═══ RECORDS FOR THE TASK ═══
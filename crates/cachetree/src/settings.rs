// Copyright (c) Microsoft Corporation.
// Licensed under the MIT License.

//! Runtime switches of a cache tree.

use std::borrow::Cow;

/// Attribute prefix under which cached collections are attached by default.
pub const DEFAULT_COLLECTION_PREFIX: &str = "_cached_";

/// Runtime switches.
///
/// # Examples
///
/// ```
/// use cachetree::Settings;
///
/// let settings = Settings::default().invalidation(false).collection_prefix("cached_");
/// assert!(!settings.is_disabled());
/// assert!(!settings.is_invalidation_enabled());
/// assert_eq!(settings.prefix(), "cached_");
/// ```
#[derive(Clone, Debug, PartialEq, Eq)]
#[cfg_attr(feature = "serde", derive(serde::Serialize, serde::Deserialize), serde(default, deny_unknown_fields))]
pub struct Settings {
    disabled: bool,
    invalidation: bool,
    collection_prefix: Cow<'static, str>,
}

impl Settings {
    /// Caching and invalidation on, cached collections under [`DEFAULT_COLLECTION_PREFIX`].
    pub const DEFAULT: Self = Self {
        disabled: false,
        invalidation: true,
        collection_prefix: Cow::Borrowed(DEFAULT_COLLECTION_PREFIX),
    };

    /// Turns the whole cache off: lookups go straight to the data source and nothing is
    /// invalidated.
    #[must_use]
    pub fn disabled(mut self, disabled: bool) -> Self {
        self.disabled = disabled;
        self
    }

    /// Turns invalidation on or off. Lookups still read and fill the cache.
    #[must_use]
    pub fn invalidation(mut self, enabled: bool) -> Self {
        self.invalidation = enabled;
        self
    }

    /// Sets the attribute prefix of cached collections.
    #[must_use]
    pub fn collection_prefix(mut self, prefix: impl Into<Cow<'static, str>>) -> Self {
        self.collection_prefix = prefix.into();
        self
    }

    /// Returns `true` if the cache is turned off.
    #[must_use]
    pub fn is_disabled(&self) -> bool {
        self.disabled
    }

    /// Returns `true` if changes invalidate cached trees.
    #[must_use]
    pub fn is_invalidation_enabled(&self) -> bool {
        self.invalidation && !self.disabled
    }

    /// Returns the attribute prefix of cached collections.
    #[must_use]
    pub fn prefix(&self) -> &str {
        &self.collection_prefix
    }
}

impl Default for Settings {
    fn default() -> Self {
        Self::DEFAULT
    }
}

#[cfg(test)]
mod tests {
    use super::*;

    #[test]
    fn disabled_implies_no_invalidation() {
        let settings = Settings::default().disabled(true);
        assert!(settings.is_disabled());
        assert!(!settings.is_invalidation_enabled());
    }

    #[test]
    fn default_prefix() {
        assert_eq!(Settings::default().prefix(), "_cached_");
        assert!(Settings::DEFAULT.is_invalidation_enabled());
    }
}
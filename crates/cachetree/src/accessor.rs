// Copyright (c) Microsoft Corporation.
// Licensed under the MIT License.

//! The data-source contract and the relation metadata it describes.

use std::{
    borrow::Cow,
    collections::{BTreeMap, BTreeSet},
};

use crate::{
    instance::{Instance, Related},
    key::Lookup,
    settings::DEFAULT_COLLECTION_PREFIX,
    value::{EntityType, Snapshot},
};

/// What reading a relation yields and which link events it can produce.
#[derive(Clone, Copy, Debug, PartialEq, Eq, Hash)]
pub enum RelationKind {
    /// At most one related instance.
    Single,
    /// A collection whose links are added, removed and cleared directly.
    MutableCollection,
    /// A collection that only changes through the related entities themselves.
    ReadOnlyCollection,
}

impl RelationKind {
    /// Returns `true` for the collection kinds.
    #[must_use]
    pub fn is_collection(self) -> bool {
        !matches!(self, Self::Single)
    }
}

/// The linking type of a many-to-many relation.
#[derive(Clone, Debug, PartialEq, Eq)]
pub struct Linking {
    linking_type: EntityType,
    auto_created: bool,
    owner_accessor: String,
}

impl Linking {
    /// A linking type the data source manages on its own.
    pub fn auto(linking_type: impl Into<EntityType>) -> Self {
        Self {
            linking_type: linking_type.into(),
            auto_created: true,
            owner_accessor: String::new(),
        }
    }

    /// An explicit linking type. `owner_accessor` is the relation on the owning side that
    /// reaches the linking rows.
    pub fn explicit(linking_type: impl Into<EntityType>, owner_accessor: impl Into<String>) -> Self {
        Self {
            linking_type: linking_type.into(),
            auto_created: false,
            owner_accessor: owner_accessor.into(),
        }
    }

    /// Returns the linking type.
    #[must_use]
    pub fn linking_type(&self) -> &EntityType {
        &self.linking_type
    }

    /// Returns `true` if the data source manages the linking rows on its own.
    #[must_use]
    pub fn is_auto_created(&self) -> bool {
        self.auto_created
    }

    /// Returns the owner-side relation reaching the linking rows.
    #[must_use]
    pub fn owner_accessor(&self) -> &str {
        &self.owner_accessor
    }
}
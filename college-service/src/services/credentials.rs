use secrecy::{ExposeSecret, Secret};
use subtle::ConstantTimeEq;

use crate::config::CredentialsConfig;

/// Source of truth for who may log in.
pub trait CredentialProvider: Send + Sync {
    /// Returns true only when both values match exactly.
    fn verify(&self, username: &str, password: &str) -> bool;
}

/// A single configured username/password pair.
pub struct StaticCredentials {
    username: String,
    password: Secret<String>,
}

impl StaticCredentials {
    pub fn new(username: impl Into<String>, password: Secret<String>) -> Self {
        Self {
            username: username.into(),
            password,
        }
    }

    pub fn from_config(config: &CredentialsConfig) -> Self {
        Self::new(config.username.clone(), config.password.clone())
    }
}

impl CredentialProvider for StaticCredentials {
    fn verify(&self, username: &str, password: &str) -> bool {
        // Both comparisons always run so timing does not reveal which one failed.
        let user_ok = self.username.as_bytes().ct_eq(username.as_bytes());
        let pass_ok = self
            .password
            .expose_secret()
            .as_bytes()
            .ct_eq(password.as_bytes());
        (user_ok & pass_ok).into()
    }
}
═══
═══ RECORDS FOR THE TASK ═══
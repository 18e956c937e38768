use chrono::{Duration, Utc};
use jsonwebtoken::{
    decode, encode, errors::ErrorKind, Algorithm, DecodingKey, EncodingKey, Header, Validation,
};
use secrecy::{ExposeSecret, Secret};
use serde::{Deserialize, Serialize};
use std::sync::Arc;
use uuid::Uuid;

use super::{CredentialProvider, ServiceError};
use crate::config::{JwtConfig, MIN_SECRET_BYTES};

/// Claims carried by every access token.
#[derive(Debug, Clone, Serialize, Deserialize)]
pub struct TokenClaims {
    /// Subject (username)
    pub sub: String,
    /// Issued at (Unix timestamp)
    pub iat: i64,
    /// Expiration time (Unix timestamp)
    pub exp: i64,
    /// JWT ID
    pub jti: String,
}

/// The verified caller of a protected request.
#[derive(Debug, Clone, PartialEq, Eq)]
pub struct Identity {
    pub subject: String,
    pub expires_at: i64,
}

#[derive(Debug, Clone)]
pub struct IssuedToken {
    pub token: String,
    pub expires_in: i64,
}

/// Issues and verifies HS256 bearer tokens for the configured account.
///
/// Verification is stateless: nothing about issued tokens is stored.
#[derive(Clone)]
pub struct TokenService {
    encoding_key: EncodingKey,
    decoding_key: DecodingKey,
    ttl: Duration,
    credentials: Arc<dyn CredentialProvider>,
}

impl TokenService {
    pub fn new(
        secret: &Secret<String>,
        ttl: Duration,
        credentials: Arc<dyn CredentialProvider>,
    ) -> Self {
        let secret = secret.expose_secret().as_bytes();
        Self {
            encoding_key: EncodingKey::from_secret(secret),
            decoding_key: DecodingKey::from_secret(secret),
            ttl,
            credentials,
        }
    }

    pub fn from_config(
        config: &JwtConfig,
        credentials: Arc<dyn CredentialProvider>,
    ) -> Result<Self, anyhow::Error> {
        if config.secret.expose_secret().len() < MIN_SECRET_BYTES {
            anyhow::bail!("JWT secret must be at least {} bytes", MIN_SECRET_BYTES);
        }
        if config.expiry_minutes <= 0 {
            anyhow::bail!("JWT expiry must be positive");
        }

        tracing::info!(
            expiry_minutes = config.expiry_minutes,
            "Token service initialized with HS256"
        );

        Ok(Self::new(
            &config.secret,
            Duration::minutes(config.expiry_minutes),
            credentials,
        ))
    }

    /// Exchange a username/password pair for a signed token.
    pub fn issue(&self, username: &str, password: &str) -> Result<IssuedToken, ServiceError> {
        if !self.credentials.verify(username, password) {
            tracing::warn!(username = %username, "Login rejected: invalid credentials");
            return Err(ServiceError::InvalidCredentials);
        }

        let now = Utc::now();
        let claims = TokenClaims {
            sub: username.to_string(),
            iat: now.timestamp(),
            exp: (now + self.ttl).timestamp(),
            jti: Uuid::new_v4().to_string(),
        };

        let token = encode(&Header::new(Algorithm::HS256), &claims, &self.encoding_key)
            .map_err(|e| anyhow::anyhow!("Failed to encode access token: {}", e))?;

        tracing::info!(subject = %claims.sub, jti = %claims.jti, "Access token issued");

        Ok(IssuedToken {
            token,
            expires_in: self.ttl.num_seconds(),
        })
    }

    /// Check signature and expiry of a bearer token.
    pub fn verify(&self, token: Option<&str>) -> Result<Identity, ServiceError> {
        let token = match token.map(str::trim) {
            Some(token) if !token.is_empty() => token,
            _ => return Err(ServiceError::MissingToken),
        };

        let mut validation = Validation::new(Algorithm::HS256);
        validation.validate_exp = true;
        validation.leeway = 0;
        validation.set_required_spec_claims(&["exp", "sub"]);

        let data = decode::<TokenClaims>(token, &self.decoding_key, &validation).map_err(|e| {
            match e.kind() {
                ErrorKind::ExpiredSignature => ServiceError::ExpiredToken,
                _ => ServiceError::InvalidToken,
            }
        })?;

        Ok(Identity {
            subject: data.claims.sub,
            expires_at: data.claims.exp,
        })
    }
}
═══
═══ RECORDS FOR THE TASK ═══
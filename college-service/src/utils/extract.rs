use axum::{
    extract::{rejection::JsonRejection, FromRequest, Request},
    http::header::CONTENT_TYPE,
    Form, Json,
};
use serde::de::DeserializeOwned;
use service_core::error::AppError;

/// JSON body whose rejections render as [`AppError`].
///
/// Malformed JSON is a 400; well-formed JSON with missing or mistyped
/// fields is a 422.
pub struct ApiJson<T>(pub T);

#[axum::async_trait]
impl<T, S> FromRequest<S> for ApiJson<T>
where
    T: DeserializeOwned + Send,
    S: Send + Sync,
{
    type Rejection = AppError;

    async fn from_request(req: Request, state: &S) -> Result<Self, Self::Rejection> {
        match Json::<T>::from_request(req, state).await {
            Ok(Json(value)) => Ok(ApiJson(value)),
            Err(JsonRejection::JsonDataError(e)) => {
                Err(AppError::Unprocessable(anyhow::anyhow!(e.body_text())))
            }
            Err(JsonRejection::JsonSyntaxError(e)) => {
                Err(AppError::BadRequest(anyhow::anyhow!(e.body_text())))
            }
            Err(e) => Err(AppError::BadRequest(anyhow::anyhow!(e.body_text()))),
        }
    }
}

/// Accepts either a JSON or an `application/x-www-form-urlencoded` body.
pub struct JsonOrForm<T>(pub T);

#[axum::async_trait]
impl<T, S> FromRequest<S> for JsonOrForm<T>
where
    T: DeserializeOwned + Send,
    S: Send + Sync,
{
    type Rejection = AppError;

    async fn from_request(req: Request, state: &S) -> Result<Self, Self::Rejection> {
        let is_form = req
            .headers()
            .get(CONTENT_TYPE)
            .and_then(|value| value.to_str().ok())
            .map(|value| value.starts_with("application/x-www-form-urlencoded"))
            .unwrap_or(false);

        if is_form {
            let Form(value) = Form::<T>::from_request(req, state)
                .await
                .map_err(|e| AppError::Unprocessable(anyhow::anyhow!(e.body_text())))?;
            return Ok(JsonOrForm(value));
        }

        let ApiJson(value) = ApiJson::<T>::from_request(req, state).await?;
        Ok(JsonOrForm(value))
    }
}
═══
● **THE PROBLEM**
Beginning at the line above with "filename crates/cachetree/src/settings.rs" and finishing at the line with "attached by default.", return each line exactly and return nothing else.

● **YOUR SOLUTION**
filename crates/cachetree/src/settings.rs
// Copyright (c) Microsoft Corporation.
// Licensed under the MIT License.

//! Runtime switches of a cache tree.

use std::borrow::Cow;

/// Attribute prefix under which cached collections are attached by default.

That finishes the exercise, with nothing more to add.